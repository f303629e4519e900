//! Core configuration structures and loading logic

use serde::{Deserialize, Serialize};
use std::env;
use std::fs;
use std::path::{Path, PathBuf};

/// Error type for configuration operations
#[derive(Debug)]
pub enum ConfigError {
    /// IO error reading config file
    Io(std::io::Error),
    /// TOML parsing error
    Parse(toml::de::Error),
}

impl std::fmt::Display for ConfigError {
    fn fmt(&self, f: &mut std::fmt::Formatter<'_>) -> std::fmt::Result {
        match self {
            ConfigError::Io(e) => write!(f, "Failed to read config file: {}", e),
            ConfigError::Parse(e) => write!(f, "Failed to parse config: {}", e),
        }
    }
}

impl std::error::Error for ConfigError {}

impl From<std::io::Error> for ConfigError {
    fn from(e: std::io::Error) -> Self {
        ConfigError::Io(e)
    }
}

impl From<toml::de::Error> for ConfigError {
    fn from(e: toml::de::Error) -> Self {
        ConfigError::Parse(e)
    }
}

/// Locations of the external engine binaries
#[derive(Debug, Clone, Serialize, Deserialize, PartialEq)]
pub struct ToolPaths {
    #[serde(default = "default_ffmpeg")]
    pub ffmpeg: PathBuf,
    #[serde(default = "default_ffprobe")]
    pub ffprobe: PathBuf,
}

fn default_ffmpeg() -> PathBuf {
    PathBuf::from(if cfg!(windows) { "ffmpeg.exe" } else { "ffmpeg" })
}

fn default_ffprobe() -> PathBuf {
    PathBuf::from(if cfg!(windows) { "ffprobe.exe" } else { "ffprobe" })
}

impl Default for ToolPaths {
    fn default() -> Self {
        Self {
            ffmpeg: default_ffmpeg(),
            ffprobe: default_ffprobe(),
        }
    }
}

/// File-level parallelism
#[derive(Debug, Clone, Default, Serialize, Deserialize, PartialEq)]
pub struct ConcurrencyConfig {
    /// Files analysed at the same time (0 = auto-derive)
    #[serde(default)]
    pub max_concurrent_files: u32,
}

/// `blackdetect` parameters
#[derive(Debug, Clone, Default, Serialize, Deserialize, PartialEq)]
pub struct BlackFrameSettings {
    /// Minimum black duration in seconds (default 2.0)
    pub black_duration: Option<f64>,
    /// Ratio of black pixels for a picture to count as black (default 0.98)
    pub black_ratio: Option<f64>,
    /// Luminance threshold for a pixel to count as black (default 0.1)
    pub black_threshold: Option<f64>,
}

/// `freezedetect` parameters
#[derive(Debug, Clone, Default, Serialize, Deserialize, PartialEq)]
pub struct FreezeFrameSettings {
    /// Noise tolerance (default 0.001)
    pub freeze_noise: Option<f64>,
    /// Minimum freeze duration, engine time syntax (default "2s")
    pub freeze_duration: Option<String>,
}

/// `cropdetect` parameters
#[derive(Debug, Clone, Default, Serialize, Deserialize, PartialEq)]
pub struct BorderSettings {
    pub threshold: Option<f64>,
    /// Dimension divisor (default 8)
    pub round: Option<u32>,
    /// Frames between crop area resets (default 0)
    pub reset: Option<u32>,
}

/// Field order detection parameters
#[derive(Debug, Clone, Default, Serialize, Deserialize, PartialEq)]
pub struct InterlaceSettings {
    /// Number of frames fed to `idet` (default 200)
    pub analyze_frames: Option<u32>,
}

/// `silencedetect` parameters
#[derive(Debug, Clone, Default, Serialize, Deserialize, PartialEq)]
pub struct SilenceSettings {
    /// Noise floor (default "-60dB")
    pub noise: Option<String>,
    /// Minimum silence duration (default "2")
    pub duration: Option<String>,
}

/// Target field order for interlaced output
#[derive(Debug, Clone, Copy, Serialize, Deserialize, PartialEq, Eq)]
#[serde(rename_all = "lowercase")]
pub enum InterlaceTarget {
    Tff,
    Bff,
}

impl InterlaceTarget {
    pub fn as_str(&self) -> &'static str {
        match self {
            InterlaceTarget::Tff => "tff",
            InterlaceTarget::Bff => "bff",
        }
    }
}

/// `loudnorm` targets; unset values fall back to the filter defaults
#[derive(Debug, Clone, Default, Serialize, Deserialize, PartialEq)]
pub struct LoudnessTarget {
    pub integrated: Option<f64>,
    pub true_peak: Option<f64>,
    pub lra: Option<f64>,
    pub dual_mono: Option<bool>,
}

/// Scaling, rate conversion and (de)interlacing overrides
#[derive(Debug, Clone, Default, Serialize, Deserialize, PartialEq)]
pub struct FormatOverrides {
    pub width: Option<u32>,
    pub height: Option<u32>,
    pub frame_rate: Option<f64>,
    /// Audio sample rate passed to `-ar` (e.g. "48k")
    pub audio_rate: Option<String>,
    pub interlaced: Option<InterlaceTarget>,
    /// Container passed to `-f`
    pub format: Option<String>,
    pub colorspace: Option<String>,
}

/// Encoder stage. An empty table selects the default encoder; leaving the
/// table out of a profile copies the stream.
#[derive(Debug, Clone, Default, Serialize, Deserialize, PartialEq)]
pub struct EncoderSpec {
    pub encoder: Option<String>,
    pub encoder_options: Option<Vec<String>>,
}

/// One render target for every analysed file
#[derive(Debug, Clone, Default, Serialize, Deserialize, PartialEq)]
pub struct EncodeProfile {
    /// Appended to the source file stem
    pub postfix: String,
    /// Output extension, source extension when unset
    #[serde(default)]
    pub extension: Option<String>,
    #[serde(default)]
    pub loudness: Option<LoudnessTarget>,
    #[serde(default)]
    pub format: Option<FormatOverrides>,
    #[serde(default)]
    pub video_encoder: Option<EncoderSpec>,
    #[serde(default)]
    pub audio_encoder: Option<EncoderSpec>,
}

/// Analysis features and render targets.
///
/// A detection feature is enabled by the presence of its table, even an
/// empty one.
#[derive(Debug, Clone, Serialize, Deserialize, PartialEq)]
pub struct Preset {
    #[serde(default)]
    pub name: String,
    #[serde(default)]
    pub black_frames: Option<BlackFrameSettings>,
    #[serde(default)]
    pub freeze_frames: Option<FreezeFrameSettings>,
    #[serde(default)]
    pub borders: Option<BorderSettings>,
    #[serde(default)]
    pub interlaced: Option<InterlaceSettings>,
    #[serde(default)]
    pub silence: Option<SilenceSettings>,
    /// Measure source loudness for single-pass normalization
    #[serde(default)]
    pub loudness: bool,
    #[serde(default)]
    pub encoders: Vec<EncodeProfile>,
}

impl Preset {
    /// Whether any of the anomaly detectors is enabled
    pub fn detects_anomalies(&self) -> bool {
        self.black_frames.is_some()
            || self.freeze_frames.is_some()
            || self.borders.is_some()
            || self.silence.is_some()
    }
}

impl Default for Preset {
    /// Freeze detection stays off: it needs a recent engine build.
    fn default() -> Self {
        Self {
            name: String::new(),
            black_frames: Some(BlackFrameSettings::default()),
            freeze_frames: None,
            borders: Some(BorderSettings::default()),
            interlaced: Some(InterlaceSettings::default()),
            silence: Some(SilenceSettings::default()),
            loudness: true,
            encoders: vec![
                EncodeProfile {
                    postfix: "_YOUTUBE".to_string(),
                    loudness: Some(LoudnessTarget {
                        integrated: Some(-14.0),
                        ..Default::default()
                    }),
                    video_encoder: Some(EncoderSpec::default()),
                    audio_encoder: Some(EncoderSpec::default()),
                    ..Default::default()
                },
                EncodeProfile {
                    postfix: "_TV".to_string(),
                    loudness: Some(LoudnessTarget {
                        integrated: Some(-23.0),
                        ..Default::default()
                    }),
                    format: Some(FormatOverrides {
                        width: Some(1024),
                        ..Default::default()
                    }),
                    video_encoder: Some(EncoderSpec::default()),
                    audio_encoder: Some(EncoderSpec::default()),
                    ..Default::default()
                },
            ],
        }
    }
}

/// Main configuration structure
#[derive(Debug, Clone, Serialize, Deserialize, Default, PartialEq)]
pub struct Config {
    #[serde(default)]
    pub paths: ToolPaths,
    #[serde(default)]
    pub concurrency: ConcurrencyConfig,
    #[serde(default)]
    pub preset: Preset,
}

impl Config {
    /// Load configuration from a TOML file
    pub fn load_from_file<P: AsRef<Path>>(path: P) -> Result<Self, ConfigError> {
        let content = fs::read_to_string(path)?;
        Self::parse_toml(&content)
    }

    /// Parse configuration from a TOML string
    pub fn parse_toml(content: &str) -> Result<Self, ConfigError> {
        let config: Config = toml::from_str(content)?;
        Ok(config)
    }

    /// Apply environment variable overrides to the configuration
    ///
    /// - CONFORMER_FFMPEG -> paths.ffmpeg
    /// - CONFORMER_FFPROBE -> paths.ffprobe
    /// - CONFORMER_MAX_CONCURRENT_FILES -> concurrency.max_concurrent_files
    pub fn apply_env_overrides(&mut self) {
        if let Ok(val) = env::var("CONFORMER_FFMPEG") {
            if !val.trim().is_empty() {
                self.paths.ffmpeg = PathBuf::from(val);
            }
        }

        if let Ok(val) = env::var("CONFORMER_FFPROBE") {
            if !val.trim().is_empty() {
                self.paths.ffprobe = PathBuf::from(val);
            }
        }

        if let Ok(val) = env::var("CONFORMER_MAX_CONCURRENT_FILES") {
            if let Ok(files) = val.parse::<u32>() {
                self.concurrency.max_concurrent_files = files;
            }
        }
    }

    /// Load configuration from file and apply environment overrides
    pub fn load<P: AsRef<Path>>(path: P) -> Result<Self, ConfigError> {
        let mut config = Self::load_from_file(path)?;
        config.apply_env_overrides();
        Ok(config)
    }

    /// Like [`Config::load`], but a missing file yields the defaults
    pub fn load_or_default<P: AsRef<Path>>(path: P) -> Result<Self, ConfigError> {
        if path.as_ref().exists() {
            return Self::load(path);
        }
        let mut config = Self::default();
        config.apply_env_overrides();
        Ok(config)
    }
}
//! Incremental pattern scanning over chunked text.
//!
//! The engine writes its diagnostics unbuffered, so a single line can be
//! split across two reads. A [`PatternScanner`] keeps the unterminated tail
//! of what it has been fed and only matches against complete lines, which
//! means every occurrence is reported exactly once no matter where the
//! chunk boundaries fall.

use regex::{Captures, Regex};

/// Unterminated text kept before it is scanned anyway.
const MAX_PENDING_BYTES: usize = 64 * 1024;

/// Scans a stream of chunks for every non-overlapping match of one regex.
///
/// Each scanner owns its own cursor; create one per pattern family per
/// process invocation.
#[derive(Debug)]
pub struct PatternScanner {
    regex: &'static Regex,
    pending: String,
}

impl PatternScanner {
    pub fn new(regex: &'static Regex) -> Self {
        Self {
            regex,
            pending: String::new(),
        }
    }

    /// Feeds the next chunk, calling `on_match` for each match found in the
    /// lines it completes.
    ///
    /// Both `\n` and `\r` terminate a line; the engine uses the latter for
    /// its status line.
    pub fn feed<F>(&mut self, chunk: &str, mut on_match: F)
    where
        F: FnMut(&Captures<'_>),
    {
        self.pending.push_str(chunk);

        match self.pending.rfind(|c: char| c == '\n' || c == '\r') {
            Some(cut) => {
                let complete: String = self.pending.drain(..=cut).collect();
                self.scan(&complete, &mut on_match);
            }
            None if self.pending.len() > MAX_PENDING_BYTES => {
                let oversized = std::mem::take(&mut self.pending);
                self.scan(&oversized, &mut on_match);
            }
            None => {}
        }
    }

    /// Scans whatever is still buffered. Call once the stream has ended.
    pub fn finish<F>(&mut self, mut on_match: F)
    where
        F: FnMut(&Captures<'_>),
    {
        let rest = std::mem::take(&mut self.pending);
        self.scan(&rest, &mut on_match);
    }

    /// Bytes waiting for a line terminator.
    pub fn pending_len(&self) -> usize {
        self.pending.len()
    }

    fn scan<F>(&self, text: &str, on_match: &mut F)
    where
        F: FnMut(&Captures<'_>),
    {
        for caps in self.regex.captures_iter(text) {
            on_match(&caps);
        }
    }
}

/// Parses a capture group as `f64`, `None` when absent or malformed.
pub fn capture_f64(caps: &Captures<'_>, name: &str) -> Option<f64> {
    caps.name(name).and_then(|m| m.as_str().parse().ok())
}

/// Parses a capture group as `u64`, `None` when absent or malformed.
pub fn capture_u64(caps: &Captures<'_>, name: &str) -> Option<u64> {
    caps.name(name).and_then(|m| m.as_str().parse().ok())
}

* * *

Work task ▸ Report all lines in the records that include the string "LoudnessTarget".

Final answer ▸
pub struct LoudnessTarget {
    pub loudness: Option<LoudnessTarget>,
                    loudness: Some(LoudnessTarget {
                    loudness: Some(LoudnessTarget {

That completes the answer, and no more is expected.